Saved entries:
--------

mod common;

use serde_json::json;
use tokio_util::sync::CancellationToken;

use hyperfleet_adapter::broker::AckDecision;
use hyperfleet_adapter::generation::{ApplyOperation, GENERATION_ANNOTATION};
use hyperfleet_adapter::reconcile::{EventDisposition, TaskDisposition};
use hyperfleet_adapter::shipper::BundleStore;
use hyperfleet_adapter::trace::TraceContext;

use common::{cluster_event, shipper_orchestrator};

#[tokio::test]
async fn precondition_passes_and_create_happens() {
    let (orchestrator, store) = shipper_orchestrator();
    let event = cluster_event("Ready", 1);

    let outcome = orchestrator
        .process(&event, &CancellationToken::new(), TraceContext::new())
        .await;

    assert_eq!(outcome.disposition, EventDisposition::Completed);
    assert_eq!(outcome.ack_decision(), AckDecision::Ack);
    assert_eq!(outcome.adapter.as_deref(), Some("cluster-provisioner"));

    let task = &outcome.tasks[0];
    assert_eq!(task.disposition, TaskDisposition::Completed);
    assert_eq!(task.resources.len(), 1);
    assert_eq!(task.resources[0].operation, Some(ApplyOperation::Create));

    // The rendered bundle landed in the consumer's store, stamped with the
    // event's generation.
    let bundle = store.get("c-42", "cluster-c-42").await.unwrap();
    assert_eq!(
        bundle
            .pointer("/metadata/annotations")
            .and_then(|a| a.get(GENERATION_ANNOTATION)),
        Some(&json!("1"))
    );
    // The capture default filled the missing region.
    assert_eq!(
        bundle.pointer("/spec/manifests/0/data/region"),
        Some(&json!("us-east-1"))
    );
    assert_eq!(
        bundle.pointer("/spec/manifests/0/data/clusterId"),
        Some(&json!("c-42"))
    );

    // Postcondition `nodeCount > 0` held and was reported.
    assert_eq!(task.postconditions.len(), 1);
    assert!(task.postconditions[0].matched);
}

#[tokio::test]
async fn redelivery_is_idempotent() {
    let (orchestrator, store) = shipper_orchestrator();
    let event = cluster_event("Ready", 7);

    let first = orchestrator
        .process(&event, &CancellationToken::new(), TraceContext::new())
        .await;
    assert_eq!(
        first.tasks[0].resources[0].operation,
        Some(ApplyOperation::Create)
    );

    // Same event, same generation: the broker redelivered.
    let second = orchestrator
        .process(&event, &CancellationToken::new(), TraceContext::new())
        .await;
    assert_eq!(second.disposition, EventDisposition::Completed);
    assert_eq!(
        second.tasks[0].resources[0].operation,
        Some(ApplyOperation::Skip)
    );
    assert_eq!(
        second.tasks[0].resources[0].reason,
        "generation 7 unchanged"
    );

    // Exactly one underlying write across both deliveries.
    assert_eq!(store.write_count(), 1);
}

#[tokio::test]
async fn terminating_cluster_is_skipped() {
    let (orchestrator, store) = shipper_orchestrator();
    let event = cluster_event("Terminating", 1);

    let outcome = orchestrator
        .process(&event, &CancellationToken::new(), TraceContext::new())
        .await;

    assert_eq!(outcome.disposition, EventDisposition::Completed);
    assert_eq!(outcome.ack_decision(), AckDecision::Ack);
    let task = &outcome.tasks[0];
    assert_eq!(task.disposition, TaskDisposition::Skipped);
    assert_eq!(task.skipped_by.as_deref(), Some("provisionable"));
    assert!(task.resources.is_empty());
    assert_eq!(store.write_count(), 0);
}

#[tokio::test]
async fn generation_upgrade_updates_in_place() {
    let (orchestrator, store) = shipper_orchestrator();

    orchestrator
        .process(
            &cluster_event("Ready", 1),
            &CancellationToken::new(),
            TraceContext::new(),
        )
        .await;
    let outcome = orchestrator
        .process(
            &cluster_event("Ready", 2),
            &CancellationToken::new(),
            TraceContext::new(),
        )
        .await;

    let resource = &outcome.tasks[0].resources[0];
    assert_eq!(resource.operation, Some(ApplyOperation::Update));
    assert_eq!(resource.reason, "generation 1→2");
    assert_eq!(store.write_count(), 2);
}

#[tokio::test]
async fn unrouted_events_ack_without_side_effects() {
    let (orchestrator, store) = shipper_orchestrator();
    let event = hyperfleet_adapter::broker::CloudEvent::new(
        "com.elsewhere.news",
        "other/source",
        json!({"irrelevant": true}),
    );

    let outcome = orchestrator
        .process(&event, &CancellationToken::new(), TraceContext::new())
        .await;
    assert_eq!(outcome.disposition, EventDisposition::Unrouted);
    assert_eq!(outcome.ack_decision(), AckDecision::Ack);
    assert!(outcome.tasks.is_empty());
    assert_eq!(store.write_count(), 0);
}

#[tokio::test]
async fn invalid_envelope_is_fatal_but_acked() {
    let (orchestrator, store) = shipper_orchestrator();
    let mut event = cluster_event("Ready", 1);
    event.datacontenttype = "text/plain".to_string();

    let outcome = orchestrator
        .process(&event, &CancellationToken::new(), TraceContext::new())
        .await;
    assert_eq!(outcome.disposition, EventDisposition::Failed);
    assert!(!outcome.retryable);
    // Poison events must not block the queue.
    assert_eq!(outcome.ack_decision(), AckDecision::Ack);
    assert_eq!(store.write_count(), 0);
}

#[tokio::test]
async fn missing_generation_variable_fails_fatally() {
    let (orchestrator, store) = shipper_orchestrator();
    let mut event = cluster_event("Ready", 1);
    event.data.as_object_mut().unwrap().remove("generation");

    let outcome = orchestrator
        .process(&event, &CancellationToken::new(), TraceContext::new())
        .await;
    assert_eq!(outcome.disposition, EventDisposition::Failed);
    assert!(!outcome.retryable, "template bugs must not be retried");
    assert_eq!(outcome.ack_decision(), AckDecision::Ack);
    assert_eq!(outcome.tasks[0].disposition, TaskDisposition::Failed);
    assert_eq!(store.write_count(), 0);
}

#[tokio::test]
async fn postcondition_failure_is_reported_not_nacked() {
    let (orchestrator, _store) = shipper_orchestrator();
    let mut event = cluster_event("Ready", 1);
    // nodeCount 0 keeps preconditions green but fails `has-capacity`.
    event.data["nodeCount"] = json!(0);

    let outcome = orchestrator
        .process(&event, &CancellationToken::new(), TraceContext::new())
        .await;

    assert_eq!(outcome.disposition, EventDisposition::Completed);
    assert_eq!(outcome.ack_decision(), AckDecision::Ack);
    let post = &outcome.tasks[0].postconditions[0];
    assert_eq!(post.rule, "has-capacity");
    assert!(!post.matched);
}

--------

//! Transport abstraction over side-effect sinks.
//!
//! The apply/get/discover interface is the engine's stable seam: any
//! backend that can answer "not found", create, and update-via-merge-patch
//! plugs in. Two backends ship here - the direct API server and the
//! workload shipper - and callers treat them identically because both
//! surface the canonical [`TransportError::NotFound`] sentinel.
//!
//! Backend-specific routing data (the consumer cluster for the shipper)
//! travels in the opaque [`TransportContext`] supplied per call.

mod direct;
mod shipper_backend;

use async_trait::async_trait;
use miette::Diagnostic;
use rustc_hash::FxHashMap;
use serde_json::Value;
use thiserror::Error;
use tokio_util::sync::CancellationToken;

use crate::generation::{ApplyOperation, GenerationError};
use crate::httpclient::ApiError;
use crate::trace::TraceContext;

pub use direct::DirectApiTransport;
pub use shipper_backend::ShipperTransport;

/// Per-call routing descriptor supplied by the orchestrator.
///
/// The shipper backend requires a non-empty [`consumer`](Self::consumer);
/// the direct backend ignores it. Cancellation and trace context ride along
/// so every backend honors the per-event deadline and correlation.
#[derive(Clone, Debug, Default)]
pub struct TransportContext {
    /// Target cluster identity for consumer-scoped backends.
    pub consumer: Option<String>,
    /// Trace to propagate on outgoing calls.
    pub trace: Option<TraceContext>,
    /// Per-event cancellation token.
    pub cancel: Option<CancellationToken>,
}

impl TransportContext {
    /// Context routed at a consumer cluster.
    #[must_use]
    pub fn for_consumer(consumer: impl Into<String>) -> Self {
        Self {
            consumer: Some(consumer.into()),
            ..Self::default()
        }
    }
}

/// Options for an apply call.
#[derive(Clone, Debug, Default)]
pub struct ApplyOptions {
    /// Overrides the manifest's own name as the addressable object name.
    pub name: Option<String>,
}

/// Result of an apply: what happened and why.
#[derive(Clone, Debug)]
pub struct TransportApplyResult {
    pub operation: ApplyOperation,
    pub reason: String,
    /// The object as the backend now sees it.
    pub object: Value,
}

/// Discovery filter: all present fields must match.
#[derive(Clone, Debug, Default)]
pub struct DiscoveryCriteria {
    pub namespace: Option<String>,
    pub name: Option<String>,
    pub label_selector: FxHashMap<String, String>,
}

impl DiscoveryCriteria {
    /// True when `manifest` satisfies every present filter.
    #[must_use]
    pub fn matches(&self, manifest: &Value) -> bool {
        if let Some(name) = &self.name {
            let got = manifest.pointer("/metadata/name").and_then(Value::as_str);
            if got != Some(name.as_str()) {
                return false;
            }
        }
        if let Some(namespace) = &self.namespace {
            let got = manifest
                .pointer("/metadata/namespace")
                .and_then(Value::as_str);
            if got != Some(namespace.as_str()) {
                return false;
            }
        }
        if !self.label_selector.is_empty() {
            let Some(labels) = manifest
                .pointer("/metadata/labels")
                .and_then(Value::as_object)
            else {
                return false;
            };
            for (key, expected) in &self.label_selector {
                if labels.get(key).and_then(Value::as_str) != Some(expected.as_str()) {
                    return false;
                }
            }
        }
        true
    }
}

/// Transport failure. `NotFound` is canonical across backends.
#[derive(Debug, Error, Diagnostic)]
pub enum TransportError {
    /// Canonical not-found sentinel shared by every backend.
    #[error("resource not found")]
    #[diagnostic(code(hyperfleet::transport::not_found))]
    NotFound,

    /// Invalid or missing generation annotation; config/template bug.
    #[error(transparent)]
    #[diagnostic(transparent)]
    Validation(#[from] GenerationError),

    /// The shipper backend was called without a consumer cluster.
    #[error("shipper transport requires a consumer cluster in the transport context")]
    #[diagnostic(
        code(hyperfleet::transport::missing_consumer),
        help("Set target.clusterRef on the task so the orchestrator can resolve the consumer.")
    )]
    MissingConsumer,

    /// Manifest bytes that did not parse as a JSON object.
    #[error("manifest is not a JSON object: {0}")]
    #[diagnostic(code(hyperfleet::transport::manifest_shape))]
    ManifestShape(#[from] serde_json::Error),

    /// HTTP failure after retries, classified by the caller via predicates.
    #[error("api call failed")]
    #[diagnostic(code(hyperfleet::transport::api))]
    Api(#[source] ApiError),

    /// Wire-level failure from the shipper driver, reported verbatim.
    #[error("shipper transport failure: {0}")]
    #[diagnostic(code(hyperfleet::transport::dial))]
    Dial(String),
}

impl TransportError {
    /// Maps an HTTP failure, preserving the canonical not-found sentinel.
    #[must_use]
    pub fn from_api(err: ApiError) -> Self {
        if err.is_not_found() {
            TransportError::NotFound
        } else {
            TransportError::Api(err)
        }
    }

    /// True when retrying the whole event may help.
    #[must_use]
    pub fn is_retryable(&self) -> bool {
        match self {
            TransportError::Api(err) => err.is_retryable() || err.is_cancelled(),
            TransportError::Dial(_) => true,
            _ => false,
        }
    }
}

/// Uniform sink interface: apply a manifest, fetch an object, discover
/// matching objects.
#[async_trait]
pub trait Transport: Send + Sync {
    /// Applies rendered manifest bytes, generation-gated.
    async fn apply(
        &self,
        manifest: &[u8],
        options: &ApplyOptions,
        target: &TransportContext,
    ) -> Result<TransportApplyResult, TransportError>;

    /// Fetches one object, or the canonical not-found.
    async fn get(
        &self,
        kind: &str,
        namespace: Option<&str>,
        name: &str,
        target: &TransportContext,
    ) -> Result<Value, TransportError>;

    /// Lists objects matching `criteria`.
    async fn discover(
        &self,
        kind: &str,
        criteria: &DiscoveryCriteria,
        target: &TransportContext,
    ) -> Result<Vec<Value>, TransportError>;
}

--------

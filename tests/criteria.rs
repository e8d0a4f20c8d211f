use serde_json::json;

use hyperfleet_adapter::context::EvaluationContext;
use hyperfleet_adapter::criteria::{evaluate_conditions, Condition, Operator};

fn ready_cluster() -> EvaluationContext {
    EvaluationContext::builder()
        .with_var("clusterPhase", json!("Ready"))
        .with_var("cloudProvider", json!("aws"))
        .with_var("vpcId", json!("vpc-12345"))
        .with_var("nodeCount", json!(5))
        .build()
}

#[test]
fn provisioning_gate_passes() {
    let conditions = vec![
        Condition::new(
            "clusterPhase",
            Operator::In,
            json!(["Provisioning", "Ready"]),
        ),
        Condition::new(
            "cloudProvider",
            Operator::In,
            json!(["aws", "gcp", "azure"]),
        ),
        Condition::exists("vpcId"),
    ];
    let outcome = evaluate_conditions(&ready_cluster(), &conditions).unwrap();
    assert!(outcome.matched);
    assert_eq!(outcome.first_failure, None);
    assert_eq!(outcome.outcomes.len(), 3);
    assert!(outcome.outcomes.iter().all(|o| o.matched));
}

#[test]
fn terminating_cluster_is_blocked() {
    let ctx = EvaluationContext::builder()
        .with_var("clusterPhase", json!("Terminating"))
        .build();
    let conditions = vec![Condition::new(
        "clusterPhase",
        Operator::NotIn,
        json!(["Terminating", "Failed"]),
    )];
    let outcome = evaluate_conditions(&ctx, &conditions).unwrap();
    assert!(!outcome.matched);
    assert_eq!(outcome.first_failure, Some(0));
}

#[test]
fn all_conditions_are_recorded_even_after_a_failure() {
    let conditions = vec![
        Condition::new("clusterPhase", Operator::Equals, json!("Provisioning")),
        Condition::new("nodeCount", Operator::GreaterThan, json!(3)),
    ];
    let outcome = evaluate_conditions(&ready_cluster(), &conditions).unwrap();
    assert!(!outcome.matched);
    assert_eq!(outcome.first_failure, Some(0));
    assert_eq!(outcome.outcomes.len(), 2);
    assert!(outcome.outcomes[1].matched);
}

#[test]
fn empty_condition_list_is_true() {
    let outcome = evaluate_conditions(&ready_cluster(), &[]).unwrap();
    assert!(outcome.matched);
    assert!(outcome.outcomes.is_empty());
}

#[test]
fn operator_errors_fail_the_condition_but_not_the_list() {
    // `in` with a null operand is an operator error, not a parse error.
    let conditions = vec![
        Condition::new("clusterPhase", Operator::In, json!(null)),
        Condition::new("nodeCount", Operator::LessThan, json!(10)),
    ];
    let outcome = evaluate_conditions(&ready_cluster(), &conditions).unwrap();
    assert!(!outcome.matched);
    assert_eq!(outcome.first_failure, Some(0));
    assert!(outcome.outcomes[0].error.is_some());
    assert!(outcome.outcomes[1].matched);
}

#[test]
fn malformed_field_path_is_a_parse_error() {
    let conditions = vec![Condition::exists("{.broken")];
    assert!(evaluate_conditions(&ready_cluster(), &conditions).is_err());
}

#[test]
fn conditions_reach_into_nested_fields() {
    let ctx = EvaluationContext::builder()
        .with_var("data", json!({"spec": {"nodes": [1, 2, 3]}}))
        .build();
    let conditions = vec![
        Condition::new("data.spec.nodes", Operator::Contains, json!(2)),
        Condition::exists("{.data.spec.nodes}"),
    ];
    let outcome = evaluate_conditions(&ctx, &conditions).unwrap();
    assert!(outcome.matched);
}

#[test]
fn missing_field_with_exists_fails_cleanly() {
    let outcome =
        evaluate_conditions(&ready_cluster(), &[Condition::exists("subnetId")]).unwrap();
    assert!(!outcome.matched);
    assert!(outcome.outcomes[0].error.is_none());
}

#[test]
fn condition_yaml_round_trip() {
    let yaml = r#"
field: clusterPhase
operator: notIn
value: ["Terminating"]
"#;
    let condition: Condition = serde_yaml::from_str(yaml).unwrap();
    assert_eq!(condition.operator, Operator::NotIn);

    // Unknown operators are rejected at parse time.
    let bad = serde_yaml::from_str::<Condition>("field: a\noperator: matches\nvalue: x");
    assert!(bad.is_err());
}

--------

Each line above that contains the string "nodes" should be identified and copied.

_WRITTEN SOLUTION:_
        .with_var("data", json!({"spec": {"nodes": [1, 2, 3]}}))
        Condition::new("data.spec.nodes", Operator::Contains, json!(2)),
        Condition::exists("{.data.spec.nodes}"),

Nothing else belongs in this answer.